TASK OBJECTIVE:
Would you count the lines of the listing that carry the word "current"? Give only the resulting number.
+++
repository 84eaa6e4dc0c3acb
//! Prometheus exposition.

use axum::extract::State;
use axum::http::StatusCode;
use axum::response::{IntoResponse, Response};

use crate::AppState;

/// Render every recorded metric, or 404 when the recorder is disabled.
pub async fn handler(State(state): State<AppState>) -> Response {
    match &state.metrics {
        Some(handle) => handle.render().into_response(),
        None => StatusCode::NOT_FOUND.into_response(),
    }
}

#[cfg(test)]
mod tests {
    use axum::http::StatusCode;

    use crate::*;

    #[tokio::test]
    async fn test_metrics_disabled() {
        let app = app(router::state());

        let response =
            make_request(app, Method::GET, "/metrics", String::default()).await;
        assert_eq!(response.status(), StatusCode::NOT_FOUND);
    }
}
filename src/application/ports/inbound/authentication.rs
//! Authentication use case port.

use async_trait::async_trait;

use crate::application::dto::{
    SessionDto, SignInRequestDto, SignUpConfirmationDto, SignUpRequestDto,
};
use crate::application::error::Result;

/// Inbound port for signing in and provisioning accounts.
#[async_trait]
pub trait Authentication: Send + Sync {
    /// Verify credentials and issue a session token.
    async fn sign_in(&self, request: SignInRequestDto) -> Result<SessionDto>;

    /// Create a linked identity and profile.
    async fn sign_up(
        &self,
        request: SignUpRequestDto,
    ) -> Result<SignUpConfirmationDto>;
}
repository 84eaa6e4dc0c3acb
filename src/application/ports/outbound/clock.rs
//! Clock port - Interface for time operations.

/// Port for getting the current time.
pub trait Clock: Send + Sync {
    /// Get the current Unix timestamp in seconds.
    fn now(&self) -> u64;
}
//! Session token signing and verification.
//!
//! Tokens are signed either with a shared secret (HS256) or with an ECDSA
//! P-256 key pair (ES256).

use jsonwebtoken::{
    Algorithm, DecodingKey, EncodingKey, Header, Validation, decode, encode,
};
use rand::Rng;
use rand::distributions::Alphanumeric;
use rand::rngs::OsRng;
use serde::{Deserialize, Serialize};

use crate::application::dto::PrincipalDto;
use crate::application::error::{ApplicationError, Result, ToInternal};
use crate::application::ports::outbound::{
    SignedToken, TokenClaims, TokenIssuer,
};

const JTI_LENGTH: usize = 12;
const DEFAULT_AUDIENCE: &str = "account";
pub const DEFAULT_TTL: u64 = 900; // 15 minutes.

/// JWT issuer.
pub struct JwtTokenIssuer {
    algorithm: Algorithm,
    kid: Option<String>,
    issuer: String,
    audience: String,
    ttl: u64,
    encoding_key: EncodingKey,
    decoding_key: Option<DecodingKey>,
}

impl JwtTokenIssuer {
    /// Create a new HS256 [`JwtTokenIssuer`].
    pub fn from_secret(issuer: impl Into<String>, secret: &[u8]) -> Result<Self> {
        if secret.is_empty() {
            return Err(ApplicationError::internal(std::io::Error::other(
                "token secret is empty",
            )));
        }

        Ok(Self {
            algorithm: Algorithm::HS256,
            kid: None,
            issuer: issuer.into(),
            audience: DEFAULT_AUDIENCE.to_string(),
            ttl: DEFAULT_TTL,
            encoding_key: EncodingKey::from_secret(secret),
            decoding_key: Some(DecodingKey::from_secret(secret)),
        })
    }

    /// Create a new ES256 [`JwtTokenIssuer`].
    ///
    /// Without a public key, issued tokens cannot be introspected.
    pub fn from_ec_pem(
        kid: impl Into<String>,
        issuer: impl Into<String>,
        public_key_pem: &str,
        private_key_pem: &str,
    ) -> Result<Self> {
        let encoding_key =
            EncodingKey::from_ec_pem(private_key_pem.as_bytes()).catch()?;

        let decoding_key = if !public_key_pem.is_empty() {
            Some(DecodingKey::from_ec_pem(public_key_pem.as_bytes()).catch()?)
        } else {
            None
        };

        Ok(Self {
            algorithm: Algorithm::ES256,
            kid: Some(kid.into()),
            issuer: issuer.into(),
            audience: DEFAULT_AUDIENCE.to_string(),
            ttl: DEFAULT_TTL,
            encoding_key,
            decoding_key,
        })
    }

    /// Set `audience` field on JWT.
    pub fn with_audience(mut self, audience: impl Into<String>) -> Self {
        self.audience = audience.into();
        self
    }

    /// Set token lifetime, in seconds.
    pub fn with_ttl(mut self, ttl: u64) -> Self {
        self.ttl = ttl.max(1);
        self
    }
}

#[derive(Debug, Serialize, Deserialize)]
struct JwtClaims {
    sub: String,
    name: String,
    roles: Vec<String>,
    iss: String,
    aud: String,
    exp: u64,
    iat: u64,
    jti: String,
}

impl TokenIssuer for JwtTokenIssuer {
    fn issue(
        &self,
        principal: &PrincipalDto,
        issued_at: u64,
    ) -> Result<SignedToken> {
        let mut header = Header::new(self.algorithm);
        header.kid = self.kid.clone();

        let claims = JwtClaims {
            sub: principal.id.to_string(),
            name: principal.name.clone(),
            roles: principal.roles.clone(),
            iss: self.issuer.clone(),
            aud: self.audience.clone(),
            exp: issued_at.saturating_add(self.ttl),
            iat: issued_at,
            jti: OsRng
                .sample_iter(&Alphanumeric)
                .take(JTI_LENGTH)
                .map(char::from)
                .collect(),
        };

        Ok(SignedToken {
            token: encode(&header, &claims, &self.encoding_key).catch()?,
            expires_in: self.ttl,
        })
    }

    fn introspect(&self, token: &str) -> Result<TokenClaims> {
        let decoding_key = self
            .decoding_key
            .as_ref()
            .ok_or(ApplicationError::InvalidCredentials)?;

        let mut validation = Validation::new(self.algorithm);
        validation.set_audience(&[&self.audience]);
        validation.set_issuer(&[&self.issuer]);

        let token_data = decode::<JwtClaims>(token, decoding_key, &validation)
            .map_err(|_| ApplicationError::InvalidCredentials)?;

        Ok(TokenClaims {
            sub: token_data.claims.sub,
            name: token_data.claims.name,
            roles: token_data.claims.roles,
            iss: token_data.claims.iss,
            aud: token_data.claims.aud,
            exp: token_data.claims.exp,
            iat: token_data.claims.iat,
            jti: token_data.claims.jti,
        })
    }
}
+++
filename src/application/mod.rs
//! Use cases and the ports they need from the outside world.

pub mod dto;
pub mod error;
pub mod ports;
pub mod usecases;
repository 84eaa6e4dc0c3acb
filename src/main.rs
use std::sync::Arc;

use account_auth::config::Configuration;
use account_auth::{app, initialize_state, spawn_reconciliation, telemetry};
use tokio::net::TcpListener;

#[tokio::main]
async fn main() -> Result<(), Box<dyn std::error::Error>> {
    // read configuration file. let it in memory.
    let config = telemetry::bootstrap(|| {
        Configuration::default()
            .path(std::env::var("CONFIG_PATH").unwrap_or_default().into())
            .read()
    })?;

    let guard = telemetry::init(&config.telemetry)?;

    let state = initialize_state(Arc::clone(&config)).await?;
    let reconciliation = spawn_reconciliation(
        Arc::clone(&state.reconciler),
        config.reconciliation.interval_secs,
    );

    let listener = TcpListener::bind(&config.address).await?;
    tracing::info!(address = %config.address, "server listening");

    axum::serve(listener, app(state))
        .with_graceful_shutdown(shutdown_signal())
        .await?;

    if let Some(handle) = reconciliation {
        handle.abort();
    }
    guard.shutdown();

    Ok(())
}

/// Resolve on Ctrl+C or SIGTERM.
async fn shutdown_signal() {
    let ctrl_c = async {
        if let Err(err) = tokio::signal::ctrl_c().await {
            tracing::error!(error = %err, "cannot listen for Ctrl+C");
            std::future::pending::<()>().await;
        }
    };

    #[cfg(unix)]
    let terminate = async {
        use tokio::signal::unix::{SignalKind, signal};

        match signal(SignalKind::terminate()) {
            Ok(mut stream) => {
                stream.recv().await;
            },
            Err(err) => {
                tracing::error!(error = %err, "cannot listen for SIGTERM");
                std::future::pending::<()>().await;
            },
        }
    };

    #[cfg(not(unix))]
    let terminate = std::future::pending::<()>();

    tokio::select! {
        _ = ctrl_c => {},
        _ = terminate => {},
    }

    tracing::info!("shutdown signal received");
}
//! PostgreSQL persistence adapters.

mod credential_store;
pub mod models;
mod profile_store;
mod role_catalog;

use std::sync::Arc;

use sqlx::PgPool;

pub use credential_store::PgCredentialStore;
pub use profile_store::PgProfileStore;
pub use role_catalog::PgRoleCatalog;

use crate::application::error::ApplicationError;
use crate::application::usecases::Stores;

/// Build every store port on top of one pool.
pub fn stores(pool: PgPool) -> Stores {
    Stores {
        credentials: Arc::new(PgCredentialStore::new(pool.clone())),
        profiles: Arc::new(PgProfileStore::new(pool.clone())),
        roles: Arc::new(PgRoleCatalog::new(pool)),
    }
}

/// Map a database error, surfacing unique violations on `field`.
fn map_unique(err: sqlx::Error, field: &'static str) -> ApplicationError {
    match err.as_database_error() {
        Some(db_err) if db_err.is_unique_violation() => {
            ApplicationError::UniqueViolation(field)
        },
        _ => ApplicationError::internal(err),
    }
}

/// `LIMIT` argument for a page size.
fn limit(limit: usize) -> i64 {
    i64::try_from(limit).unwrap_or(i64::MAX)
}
+++
ANSWER TO THE EXERCISE:
2